Writers generally begin a new project writing in their strength:
Dramatic Action
Character Emotional Development
Thematic Significance

The writers who begin with an idea they want to explore or a concept they want to prove through their story are beginning with Thematic Significance. For the rest of us, the theme of our stories bubbles up from the story itself in later drafts. No matter what we write, the process of writing is an exploration into ourselves, our own personal themes.

Either way the theme comes to you, the themes we write about most often originate from our own personal past -- at least for the first several stories this is true. Our own belief system and the themes we live our lives by pop up in our stories when we least expect them. Unless, that is, we are aware of the themes we live by and are on the lookout for them.

HOMEWORK:
Make a list of the themes you find that seem to consistently come up in your writing.
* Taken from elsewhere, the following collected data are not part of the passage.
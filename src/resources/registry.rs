//! Windows registry value resource.
//!
//! State probes are batched: one `PowerShell` process checks every value in
//! the run, instead of one process per entry.

use std::collections::HashMap;
use std::fmt::Write as _;

use anyhow::{Context as _, Result};

use super::{Applicable, ResourceChange, ResourceState};
use crate::config::registry::RegistryKind;
use crate::exec::Executor;

/// A registry value that should hold specific data.
#[derive(Debug)]
pub struct RegistryValueResource<'a> {
    pub key: String,
    pub name: String,
    pub data: String,
    pub kind: RegistryKind,
    executor: &'a dyn Executor,
}

impl<'a> RegistryValueResource<'a> {
    #[must_use]
    pub const fn new(
        key: String,
        name: String,
        data: String,
        kind: RegistryKind,
        executor: &'a dyn Executor,
    ) -> Self {
        Self {
            key,
            name,
            data,
            kind,
            executor,
        }
    }

    /// Lookup key in the map produced by [`batch_check_values`].
    #[must_use]
    pub fn map_key(&self) -> String {
        format!("{}\\{}", self.key, self.name)
    }

    /// State from a pre-fetched observed value; `None` means not present.
    #[must_use]
    pub fn state_from_observed(&self, observed: Option<&str>) -> ResourceState {
        observed.map_or(ResourceState::Missing, |value| {
            if value == self.data {
                ResourceState::Correct
            } else {
                ResourceState::Incorrect {
                    observed: value.to_string(),
                }
            }
        })
    }
}

impl Applicable for RegistryValueResource<'_> {
    fn description(&self) -> String {
        format!("{}\\{} = {}", self.key, self.name, self.data)
    }

    fn apply(&self) -> Result<ResourceChange> {
        let kind = match self.kind {
            RegistryKind::String => "String",
            RegistryKind::Dword => "DWord",
        };
        let key = self.key.replace('\'', "''");
        let name = self.name.replace('\'', "''");
        let data = self.data.replace('\'', "''");
        let script = format!(
            "if (-not (Test-Path '{key}')) {{ New-Item -Path '{key}' -Force | Out-Null }}\n\
             Set-ItemProperty -Path '{key}' -Name '{name}' -Value '{data}' -Type {kind}"
        );
        self.executor
            .run("powershell", &["-NoProfile", "-Command", &script])
            .with_context(|| format!("set registry: {}", self.map_key()))?;
        Ok(ResourceChange::Applied)
    }
}

/// Probe every value with a single `PowerShell` script.
///
/// Returns `map_key() -> observed value`, with `None` for absent values.
///
/// # Errors
///
/// Returns an error if `PowerShell` cannot be spawned or the probe script
/// itself fails; the caller decides what one broken probe means for the
/// whole batch.
pub fn batch_check_values(
    resources: &[RegistryValueResource<'_>],
    executor: &dyn Executor,
) -> Result<HashMap<String, Option<String>>> {
    if resources.is_empty() {
        return Ok(HashMap::new());
    }

    let sentinel = "::ABSENT::";
    let separator = "::SEP::";

    let mut script = String::from("$ErrorActionPreference='SilentlyContinue'\n");
    for (i, res) in resources.iter().enumerate() {
        let key = res.key.replace('\'', "''");
        let name = res.name.replace('\'', "''");
        if i > 0 {
            let _ = writeln!(script, "Write-Output '{separator}'");
        }
        let _ = write!(
            script,
            "$v = (Get-ItemProperty -Path '{key}' -Name '{name}' -ErrorAction SilentlyContinue).'{name}'\n\
             if ($null -eq $v) {{ Write-Output '{sentinel}' }} else {{ Write-Output $v }}\n"
        );
    }

    let result = executor.run_unchecked("powershell", &["-NoProfile", "-Command", &script])?;
    if !result.success {
        anyhow::bail!("registry probe failed: {}", result.stderr.trim());
    }

    let mut map = HashMap::with_capacity(resources.len());
    let chunks: Vec<&str> = result.stdout.split(separator).collect();
    for (i, res) in resources.iter().enumerate() {
        let value = chunks.get(i).and_then(|chunk| {
            let trimmed = chunk.trim();
            if trimmed == sentinel {
                None
            } else {
                Some(trimmed.to_string())
            }
        });
        map.insert(res.map_key(), value);
    }
    Ok(map)
}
Next post, I'll discuss how to take that list and shape those themes ideas into a Thematic Significance statement for your project.

08 September 2009

Theme and Plot

I just finished reading The Geography of Bliss; One Grump's Search for the Happiest Places in the World by Eric Weiner. Yes, it's a non-fiction book but because it borders on a memoir thus makes an interesting study for a compulsive plot consultant such as myself.

Selected as One of the Best Books of the Year by the Washington Post Book World, The Geography of Bliss is called a travelogue by the Atlantic Journal-Constitution, travel tales by Publishers Weekly (in a starred review). 

However, most of the other reviews label the book as an odyssey ("...a very funny odyssey" by New York Newsday), a journey, a quest -- all of  which sound suspiciously like the hero's journey to me. Only Kirkus Reviews got it right in my mind: "part travelogue, part personal-discovery memoir".

Yes, the book is a humorous read and, for one who rarely travels, a wonderful way to learn about other countries of the world, but what drove me deeper and deeper into the story was the main character -- Eric himself. No surprise there. That's what pulls us deeper and deeper into every great story --the character. 

As in every great story, the character opens up about himself superficially in the Beginning (1/4). 

On page 93 (the Universal Story form 1/4 mark -- the End of the Beginning), he writes that a "crack forms in [my] armor. A crack large enough, if you're lucky, to let in a few shafts of light." We know at that point that something inside him has shifted. He has left the old world behind and has truly entered the exotic, unusual world of the Middle. 

By the middle of the Middle we understand him more deeply and in that understanding truly care about him and his journey toward "personal-discovery."

The book is all about happiness -- what it is, where it is found, who is happiest, etc...

Thematically, the path is clear. Character Emotional Development-wise, we understand the inherent conflict in this story = the main character, the author, is a self-described mope looking for happiness. Perfect!

The theme of most memoirs and fiction and screenplays is not as clear-cut. However, the theme often comes from the author him or herself. Which makes exploring our own themes a worthy endeavor. Look for exercises to help you get closer to the themes you live your life by in my next post. 

03 September 2009

How Much Plot is Too Much Plot?

Question: 
I know the entire story. I'm just not sure how much to tell.

Answer:
Tell only the parts that show more about: 

1) the character emotional development -- this info should come in stages, revealing deeper and deeper layers, the deeper and deeper the reader reads
2) the theme -- as the plot advances, the thematic significance of the story deepens
3) the dramatic action -- action becomes dramatic when filled with conflict, tension, suspense, and / or curiosity -- the sense of threat is both internally and externally driven
4) the details that make up with world the characters live in -- use only authentic and specific details and go for as much symbolism as possible

Tell nothing more. Show nothing less.